Bref, les États-Unis se trouvent dans une situation où ils sont difficilement capables d’assurer leur sécurité et celle de leurs alliés devant ces nouveaux défis asymétriques. À moyen terme, cela risque de sérieusement compromettre leur rôle prédominant dans le système de sécurité internationale contemporain. Certains lecteurs seront peut?être quelque peu déçus que le livre n’élabore pas en profondeur le rôle important de l’asymétrie dans les conflits africains, à l’exception du cas de la Somalie qui est traité dans le chapitre trois en raison de l’implication américaine.

Pourtant, l’asymétrie est une caractéristique commune à un nombre très important de conflits africains.
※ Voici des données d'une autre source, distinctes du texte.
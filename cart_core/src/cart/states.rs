//! The cart's transition table and its hook functions.

use cart_traits::{ActionCode, Lookup, Mood, Song, Wheel, WheelDrive};

use super::context::CartContext;
use super::state::StateId;
use crate::fsm::{Row, StateDef, StateMachine, Target};
use crate::hw_error::log_failure;
use crate::protocol::Command;
use crate::util::amount;

type Machine = StateMachine<StateId, CartContext>;
type Def = StateDef<StateId, CartContext>;

use StateId as S;

const fn to(s: StateId) -> Target<StateId> {
    Target::State(s)
}

const NOP: Target<StateId> = Target::Nop;

/// Build the full table in `StateId` order.
pub fn table() -> Vec<Def> {
    vec![
        Def::new(
            S::Init,
            ["Follow Me Cart! ", "  Init...       "],
            [to(S::ReadyHome); 4],
        )
        .enter(init_enter)
        .looping(init_loop),
        Def::new(S::Shutdown, ["Follow Me Cart! ", "  Bye...        "], [NOP; 4]),
        Def::new(
            S::ReadyHome,
            ["MyCart!         ", "Go    Setup Test"],
            [to(S::FollowStart), to(S::SetupHome), to(S::TestHome), NOP],
        ),
        // Follow
        Def::transient(S::FollowStart, follow_start_enter),
        Def::transient(S::FollowStop, follow_stop_enter),
        Def::new(
            S::FollowWeight,
            ["Cart  123.45 lb ", "Stop  Scan  Help"],
            [
                to(S::FollowStop),
                to(S::ScanReady),
                to(S::HelpSend),
                to(S::FollowPrice),
            ],
        )
        .enter(follow_weight_enter)
        .looping(follow_loop),
        Def::new(
            S::FollowPrice,
            ["Cart    $123.45 ", "Stop  Scan  Help"],
            [
                to(S::FollowStop),
                to(S::ScanReady),
                to(S::HelpSend),
                to(S::FollowWeight),
            ],
        )
        .enter(follow_price_enter),
        // Scan
        Def::new(
            S::ScanReady,
            ["Ready to Scan...", "Cancel          "],
            [to(S::FollowWeight), NOP, NOP, to(S::FollowWeight)],
        )
        .enter(scan_ready_enter)
        .looping(scan_ready_loop),
        Def::new(
            S::ScanFetch,
            ["Fetching info...", "Cancel          "],
            [to(S::FollowWeight), NOP, NOP, to(S::FollowWeight)],
        )
        .enter(scan_fetch_enter)
        .looping(scan_fetch_loop)
        .exit(scan_fetch_exit),
        Def::new(
            S::ScanAccept,
            ["Scan    $123.45 ", "Add   Del       "],
            [to(S::ScanAdd), to(S::ScanDel), NOP, to(S::FollowWeight)],
        )
        .enter(scan_accept_enter),
        Def::transient(S::ScanAdd, scan_add_enter),
        Def::transient(S::ScanDel, scan_del_enter),
        Def::new(
            S::ScanMissing,
            ["Item not found  ", "Rescan      Quit"],
            [to(S::ScanReady), NOP, to(S::FollowWeight), to(S::FollowWeight)],
        ),
        // Help
        Def::new(
            S::HelpSend,
            ["Help sending... ", "            Quit"],
            [NOP, NOP, to(S::FollowWeight), to(S::FollowWeight)],
        )
        .enter(help_send_enter),
        Def::new(
            S::HelpSent,
            ["Help call sent! ", "            Quit"],
            [NOP, NOP, to(S::FollowWeight), to(S::FollowWeight)],
        )
        .enter(help_sent_enter),
        Def::new(
            S::HelpLost,
            ["Help not sent   ", "Resend      Quit"],
            [to(S::HelpSend), NOP, to(S::FollowWeight), to(S::FollowWeight)],
        ),
        // Setup
        Def::new(
            S::SetupHome,
            ["Setup           ", "Dev   Cloud Quit"],
            [
                to(S::SetupTargetIp),
                to(S::SetupServer),
                to(S::ReadyHome),
                to(S::SetupHome),
            ],
        ),
        Def::new(
            S::SetupTargetIp,
            ["Target IP Addr  ", ""],
            [NOP, NOP, NOP, to(S::SetupHome)],
        )
        .enter(setup_target_ip_enter),
        Def::transient(S::SetupServer, setup_server_enter),
        Def::new(
            S::SetupServerDisabled,
            ["Server  Disabled", "Enable          "],
            [to(S::SetupServerEnable), NOP, NOP, to(S::SetupServerIp)],
        ),
        Def::transient(S::SetupServerEnable, setup_server_enable_enter),
        Def::new(
            S::SetupServerEnabled,
            ["Server  Enabled!", "Disable         "],
            [to(S::SetupServerDisable), NOP, NOP, to(S::SetupServerIp)],
        ),
        Def::transient(S::SetupServerDisable, setup_server_disable_enter),
        Def::new(
            S::SetupServerIp,
            ["Server  IP Addr ", ""],
            [NOP, NOP, NOP, to(S::SetupHome)],
        )
        .enter(setup_server_ip_enter),
        // Test
        Def::new(
            S::TestHome,
            ["Test            ", "In    Out  Quit "],
            [
                to(S::TestAnalog),
                to(S::TestMotorL),
                to(S::ReadyHome),
                to(S::ReadyHome),
            ],
        ),
        Def::new(
            S::TestAnalog,
            ["Inputs  Analog  ", "L    0 R      0 "],
            [NOP, NOP, NOP, to(S::TestInputs)],
        )
        .looping(test_analog_loop),
        Def::new(
            S::TestInputs,
            ["Inputs  L R F B ", "n n n n n n n n "],
            [NOP, NOP, NOP, to(S::TestMoodInit)],
        ),
        Def::transient(S::TestMoodInit, test_mood_init_enter),
        Def::new(
            S::TestMood,
            ["Mood       READY", "Play  Next      "],
            [to(S::TestMoodPlay), to(S::TestMoodNext), NOP, to(S::TestMotorL)],
        )
        .enter(test_mood_enter)
        .exit(test_mood_exit),
        Def::transient(S::TestMoodPlay, test_mood_play_enter),
        Def::transient(S::TestMoodNext, test_mood_next_enter),
        Def::new(
            S::TestMotorL,
            ["Outputs  MotorL ", "Fwd   Back  Stop"],
            [
                to(S::TestMotorLFwd),
                to(S::TestMotorLBack),
                to(S::TestMotorLOff),
                to(S::TestMotorR),
            ],
        )
        .exit(|_, c| wheel(c, Wheel::Left, WheelDrive::Off)),
        Def::transient(S::TestMotorLFwd, |m, c| {
            wheel_and_return(m, c, Wheel::Left, WheelDrive::Forward)
        }),
        Def::transient(S::TestMotorLBack, |m, c| {
            wheel_and_return(m, c, Wheel::Left, WheelDrive::Back)
        }),
        Def::transient(S::TestMotorLOff, |m, c| {
            wheel_and_return(m, c, Wheel::Left, WheelDrive::Off)
        }),
        Def::new(
            S::TestMotorR,
            ["Outputs  MotorR ", "Fwd   Back  Stop"],
            [
                to(S::TestMotorRFwd),
                to(S::TestMotorRBack),
                to(S::TestMotorROff),
                to(S::TestBeeper),
            ],
        )
        .exit(|_, c| wheel(c, Wheel::Right, WheelDrive::Off)),
        Def::transient(S::TestMotorRFwd, |m, c| {
            wheel_and_return(m, c, Wheel::Right, WheelDrive::Forward)
        }),
        Def::transient(S::TestMotorRBack, |m, c| {
            wheel_and_return(m, c, Wheel::Right, WheelDrive::Back)
        }),
        Def::transient(S::TestMotorROff, |m, c| {
            wheel_and_return(m, c, Wheel::Right, WheelDrive::Off)
        }),
        Def::new(
            S::TestBeeper,
            ["Outputs  Beeper ", "On    Off       "],
            [to(S::TestBeepOn), to(S::TestBeepOff), NOP, to(S::TestHome)],
        )
        .exit(|_, c| log_failure("silence", c.alert.silence())),
        Def::transient(S::TestBeepOn, |m, c| {
            c.play(Song::PowerUp);
            m.chain(S::TestBeeper, c);
            false
        }),
        Def::transient(S::TestBeepOff, |m, c| {
            log_failure("silence", c.alert.silence());
            m.chain(S::TestBeeper, c);
            false
        }),
    ]
}

fn init_enter(_: &mut Machine, c: &mut CartContext) -> bool {
    c.init_started = c.clock.now();
    true
}

fn init_loop(m: &mut Machine, c: &mut CartContext) {
    c.set_mood(Mood::Ready);
    if c.clock.elapsed_since(c.init_started) >= c.ui.init_delay {
        m.chain(S::ReadyHome, c);
    }
}

fn follow_start_enter(m: &mut Machine, c: &mut CartContext) -> bool {
    c.set_led(true);
    c.set_mood(Mood::Follow);
    log_failure("motor_start", c.motor.start());
    c.fusion.start();
    m.chain(S::FollowWeight, c);
    c.send(&Command::CartStatus { follow: true });
    false
}

fn follow_stop_enter(m: &mut Machine, c: &mut CartContext) -> bool {
    // Stop the accumulator first so no later sample tick can drive the motor.
    c.fusion.stop();
    log_failure("motor_wait", c.motor.set_action(ActionCode::Wait));
    log_failure("motor_stop", c.motor.stop());
    c.set_led(false);
    c.set_mood(Mood::Ready);
    m.chain(S::ReadyHome, c);
    c.send(&Command::CartStatus { follow: false });
    false
}

fn follow_weight_enter(m: &mut Machine, c: &mut CartContext) -> bool {
    let text = format!("Cart{} lb ", amount(c.ledger.total_weight()));
    m.set_line(S::FollowWeight, Row::Top, &text);
    true
}

fn follow_loop(m: &mut Machine, c: &mut CartContext) {
    let status = c.fusion.status_line();
    m.set_line(S::FollowWeight, Row::Top, &status);
    m.render(c);
}

fn follow_price_enter(m: &mut Machine, c: &mut CartContext) -> bool {
    let text = format!("Cart  ${} ", amount(c.ledger.total_cost()));
    m.set_line(S::FollowPrice, Row::Top, &text);
    true
}

fn scan_ready_enter(m: &mut Machine, c: &mut CartContext) -> bool {
    scan_ready_loop(m, c);
    true
}

fn scan_ready_loop(m: &mut Machine, c: &mut CartContext) {
    if c.pending_scan.is_some() {
        m.chain(S::ScanFetch, c);
    }
}

fn scan_fetch_enter(_: &mut Machine, c: &mut CartContext) -> bool {
    c.lookup_result = None;
    c.scanned = None;
    let Some(upc) = c.pending_scan.take() else {
        c.lookup_result = Some(Lookup::NotFound);
        return true;
    };
    match c.lookup.lookup(&upc) {
        Ok(Lookup::Pending) => {
            if !c.send(&Command::UpcLookup { upc: upc.clone() }) {
                c.lookup_result = Some(Lookup::NotFound);
            }
        }
        Ok(found) => c.lookup_result = Some(found),
        Err(e) => {
            let mapped = crate::hw_error::map_hw_error(e.as_ref());
            tracing::warn!(error = %mapped, upc = %upc, "lookup failed");
            c.lookup_result = Some(Lookup::NotFound);
        }
    }
    c.fetching = Some(upc);
    true
}

fn scan_fetch_loop(m: &mut Machine, c: &mut CartContext) {
    match c.lookup_result.take() {
        None => {}
        Some(Lookup::Found(item)) => {
            c.scanned = Some(item);
            m.chain(S::ScanAccept, c);
        }
        Some(Lookup::NotFound | Lookup::Pending) => m.chain(S::ScanMissing, c),
    }
}

fn scan_fetch_exit(_: &mut Machine, c: &mut CartContext) {
    c.fetching = None;
}

fn scan_accept_enter(m: &mut Machine, c: &mut CartContext) -> bool {
    let price = c.scanned.as_ref().map_or(0.0, |i| i.price);
    m.set_line(S::ScanAccept, Row::Top, &format!("Scan  ${} ", amount(price)));
    true
}

fn scan_add_enter(m: &mut Machine, c: &mut CartContext) -> bool {
    if let Some(item) = c.scanned.take() {
        c.ledger.add(&item);
    }
    m.chain(S::FollowPrice, c);
    false
}

fn scan_del_enter(m: &mut Machine, c: &mut CartContext) -> bool {
    if let Some(item) = c.scanned.take() {
        c.ledger.remove(&item);
    }
    m.chain(S::FollowPrice, c);
    false
}

fn help_send_enter(m: &mut Machine, c: &mut CartContext) -> bool {
    let sent = c.send(&Command::CustAlert {
        message: "Help requested".into(),
    });
    if !sent {
        m.chain(S::HelpLost, c);
    }
    sent
}

fn help_sent_enter(m: &mut Machine, c: &mut CartContext) -> bool {
    let text = c
        .help_message
        .take()
        .unwrap_or_else(|| "Help call sent!".into());
    m.set_line(S::HelpSent, Row::Top, &text);
    c.play(Song::Help);
    true
}

fn setup_target_ip_enter(m: &mut Machine, c: &mut CartContext) -> bool {
    m.set_line(S::SetupTargetIp, Row::Bottom, &c.ui.local_addr);
    true
}

fn setup_server_ip_enter(m: &mut Machine, c: &mut CartContext) -> bool {
    m.set_line(S::SetupServerIp, Row::Bottom, &c.ui.cloud_addr);
    true
}

fn setup_server_enter(m: &mut Machine, c: &mut CartContext) -> bool {
    let next = if c.uplink_enabled {
        S::SetupServerEnabled
    } else {
        S::SetupServerDisabled
    };
    m.chain(next, c);
    false
}

fn setup_server_enable_enter(m: &mut Machine, c: &mut CartContext) -> bool {
    c.uplink_enabled = true;
    tracing::info!("uplink enabled");
    m.chain(S::SetupServerEnabled, c);
    false
}

fn setup_server_disable_enter(m: &mut Machine, c: &mut CartContext) -> bool {
    c.uplink_enabled = false;
    tracing::info!("uplink disabled");
    m.chain(S::SetupServerDisabled, c);
    false
}

fn test_analog_loop(m: &mut Machine, c: &mut CartContext) {
    let (l, r) = c.analog;
    m.set_line(S::TestAnalog, Row::Bottom, &format!("L{l:>5} R{r:>7} "));
    m.render(c);
}

fn test_mood_init_enter(m: &mut Machine, c: &mut CartContext) -> bool {
    c.test_mood = Mood::Ready;
    c.prev_mood = c.mood;
    m.chain(S::TestMood, c);
    false
}

fn test_mood_enter(m: &mut Machine, c: &mut CartContext) -> bool {
    let text = format!("Mood{:>12}", c.test_mood.label());
    m.set_line(S::TestMood, Row::Top, &text);
    true
}

fn test_mood_exit(_: &mut Machine, c: &mut CartContext) {
    if let Some(prev) = c.prev_mood {
        c.force_mood(prev);
    }
}

fn test_mood_play_enter(m: &mut Machine, c: &mut CartContext) -> bool {
    c.force_mood(c.test_mood);
    m.chain(S::TestMood, c);
    false
}

fn test_mood_next_enter(m: &mut Machine, c: &mut CartContext) -> bool {
    c.test_mood = c.test_mood.next();
    m.chain(S::TestMood, c);
    false
}

fn wheel(c: &mut CartContext, w: Wheel, drive: WheelDrive) {
    log_failure("drive_wheel", c.motor.drive_wheel(w, drive));
}

fn wheel_and_return(m: &mut Machine, c: &mut CartContext, w: Wheel, drive: WheelDrive) -> bool {
    wheel(c, w, drive);
    let home = match w {
        Wheel::Left => S::TestMotorL,
        Wheel::Right => S::TestMotorR,
    };
    m.chain(home, c);
    false
}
Plusieurs acteurs asymétriques particulièrement déstabilisateurs, comme l’Armée de résistance du Seigneur (LRA) et les milices Janjawid, ont développé un genre de conflit asymétrique qui possède les principales caractéristiques décrites par le livre (support régional, accès à des sources de revenus, nature des acteurs), mais aussi certains traits particuliers qu’il aurait été intéressant d’aborder, dont, entre autres, l’utilisation d’enfants soldats, l’importance accrus des ressources naturelles et la présence répandue d’opérations de paix.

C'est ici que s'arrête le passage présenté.